Read the records and write them out again exactly.

◇ ◇ ◇ ◇

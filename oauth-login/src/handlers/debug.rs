//! Redirect URI diagnostics
//!
//! Shows the exact callback URLs this server sends, so they can be copied
//! into each provider's app settings.

use axum::{extract::State, http::HeaderMap, Json};
use serde::Serialize;

use super::urls::{callback_url, external_base};
use crate::oauth2::OAuthProvider;
use crate::state::AppState;

/// Response body of `GET /debug/redirects`
#[derive(Debug, Serialize)]
pub struct RedirectUris {
    /// Google callback URL
    pub google_redirect_uri: String,
    /// LinkedIn callback URL
    pub linkedin_redirect_uri: String,
    /// Registration hint
    pub note: String,
}

/// `GET /debug/redirects`
pub async fn debug_redirects(State(state): State<AppState>, headers: HeaderMap) -> Json<RedirectUris> {
    let base = external_base(&state.config().server, &headers);

    Json(RedirectUris {
        google_redirect_uri: callback_url(&base, OAuthProvider::Google),
        linkedin_redirect_uri: callback_url(&base, OAuthProvider::LinkedIn),
        note: note(&base),
    })
}

fn note(base: &str) -> String {
    format!(
        "Register these exact URIs in your Google and LinkedIn app settings. \
They are built from {base}; add another pair for each host name you reach this server by, \
such as localhost and 127.0.0.1."
    )
}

◇ ◇ ◇ ◇

### SOLUTION BELOW
filename oauth-login/src/handlers/debug.rs
//! Redirect URI diagnostics
//!
//! Shows the exact callback URLs this server sends, so they can be copied
//! into each provider's app settings.

use axum::{extract::State, http::HeaderMap, Json};
use serde::Serialize;

use super::urls::{callback_url, external_base};
use crate::oauth2::OAuthProvider;
use crate::state::AppState;

/// Response body of `GET /debug/redirects`
#[derive(Debug, Serialize)]
pub struct RedirectUris {
    /// Google callback URL
    pub google_redirect_uri: String,
    /// LinkedIn callback URL
    pub linkedin_redirect_uri: String,
    /// Registration hint
    pub note: String,
}

/// `GET /debug/redirects`
pub async fn debug_redirects(State(state): State<AppState>, headers: HeaderMap) -> Json<RedirectUris> {
    let base = external_base(&state.config().server, &headers);

    Json(RedirectUris {
        google_redirect_uri: callback_url(&base, OAuthProvider::Google),
        linkedin_redirect_uri: callback_url(&base, OAuthProvider::LinkedIn),
        note: note(&base),
    })
}

fn note(base: &str) -> String {
    format!(
        "Register these exact URIs in your Google and LinkedIn app settings. \
They are built from {base}; add another pair for each host name you reach this server by, \
such as localhost and 127.0.0.1."
    )
}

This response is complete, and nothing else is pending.